COMO É POSSÍVEL ? ASSIM NÃO VAMOS LÁ !


Acabo de ter conhecimento de que na Escola EB 2-3 de Atouguia da Baleia foram atiradas para o lixo 32 almofadas e respectivos bilros, que serviram, em tempo recente, para ensinar e divulgar a prática da feitura das rendas de Peniche, numa tentativa, de alguns, de manutenção de um património cultural da nossa terra.

Este equipamento chegou a estar a ser totalmente utilizado pelas alunas daquele estabelecimento de ensino que demonstraram, em várias edições da festa “Dia da Rendilheira”, o elevado nível que atingiram na execução da renda de bilros.
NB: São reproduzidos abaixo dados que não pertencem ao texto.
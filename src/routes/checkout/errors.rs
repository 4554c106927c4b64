use uuid::Uuid;

use crate::errors::GenericError;
use crate::payment_client::GatewayError;
use crate::utils::error_chain_fmt;

#[derive(thiserror::Error)]
pub enum ProcessOrderError {
    #[error("Failed to decode order created event: {0}")]
    DecodeError(#[from] serde_json::Error),
    #[error(transparent)]
    GatewayError(#[from] GatewayError),
    #[error("{0}")]
    DatabaseError(String, anyhow::Error),
}

impl std::fmt::Debug for ProcessOrderError {
    fn fmt(&self, f: &mut std::fmt::Formatter<'_>) -> std::fmt::Result {
        error_chain_fmt(self, f)
    }
}

#[derive(thiserror::Error)]
pub enum UpdateCheckoutStatusError {
    #[error("{0} not found")]
    NotFoundError(String),
    #[error("Failed to update {0} with id {1}")]
    UpdateFailedError(String, Uuid),
    #[error(transparent)]
    GatewayError(#[from] GatewayError),
    #[error("{0}")]
    SerializationError(#[from] serde_json::Error),
    #[error("{0}")]
    DatabaseError(String, anyhow::Error),
    #[error(transparent)]
    UnexpectedError(#[from] anyhow::Error),
}

impl std::fmt::Debug for UpdateCheckoutStatusError {
    fn fmt(&self, f: &mut std::fmt::Formatter<'_>) -> std::fmt::Result {
        error_chain_fmt(self, f)
    }
}

impl From<UpdateCheckoutStatusError> for GenericError {
    fn from(err: UpdateCheckoutStatusError) -> GenericError {
        match err {
            UpdateCheckoutStatusError::NotFoundError(entity) => {
                GenericError::DataNotFound(format!("{} not found", entity))
            }
            UpdateCheckoutStatusError::UpdateFailedError(entity, id) => {
                GenericError::UnexpectedCustomError(format!(
                    "Failed to update {} with id {}",
                    entity, id
                ))
            }
            UpdateCheckoutStatusError::GatewayError(error) => {
                GenericError::UnexpectedError(anyhow::Error::new(error))
            }
            UpdateCheckoutStatusError::SerializationError(error) => {
                GenericError::SerializationError(error.to_string())
            }
            UpdateCheckoutStatusError::DatabaseError(message, error) => {
                GenericError::DatabaseError(message, error)
            }
            UpdateCheckoutStatusError::UnexpectedError(error) => {
                GenericError::UnexpectedError(error)
            }
        }
    }
}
Como acima refiro a tentativa foi de alguns, com a colaboração das empresas Docapesca e Plastimar, mas o desleixo e o deixa andar de outros tantos, onde se inclui o ministério, não permitiram que a mesma se mantivesse, é assim que normalmente acontece quando nos estabelecimentos de ensino pontificam mercenários em detrimento de alguns naturais ou integrados, que, dadas as suas características de trabalho, não estão ligados aos reais interesses locais.

Pretende-se que a escola seja um local de satisfação das necessidades da terra onde está inserida, é pelo menos a filosofia que nos transmitem, mas exemplos como o que acabo de referir não confirmam o facto.

Todo este material poderia e deveria ter sido transferido para outras entidades que continuam a luta da preservação do nosso artesanato, até por respeito à doação das empresas que cumpriram o dever de colaborar com a escola.

Há lições que marcam fases da vida das pessoas e das instituições, os tempos que correm e os que se avizinham talvez venham a consolidar a necessidade de voltarmos a dar o real valor ao que nos rodeia.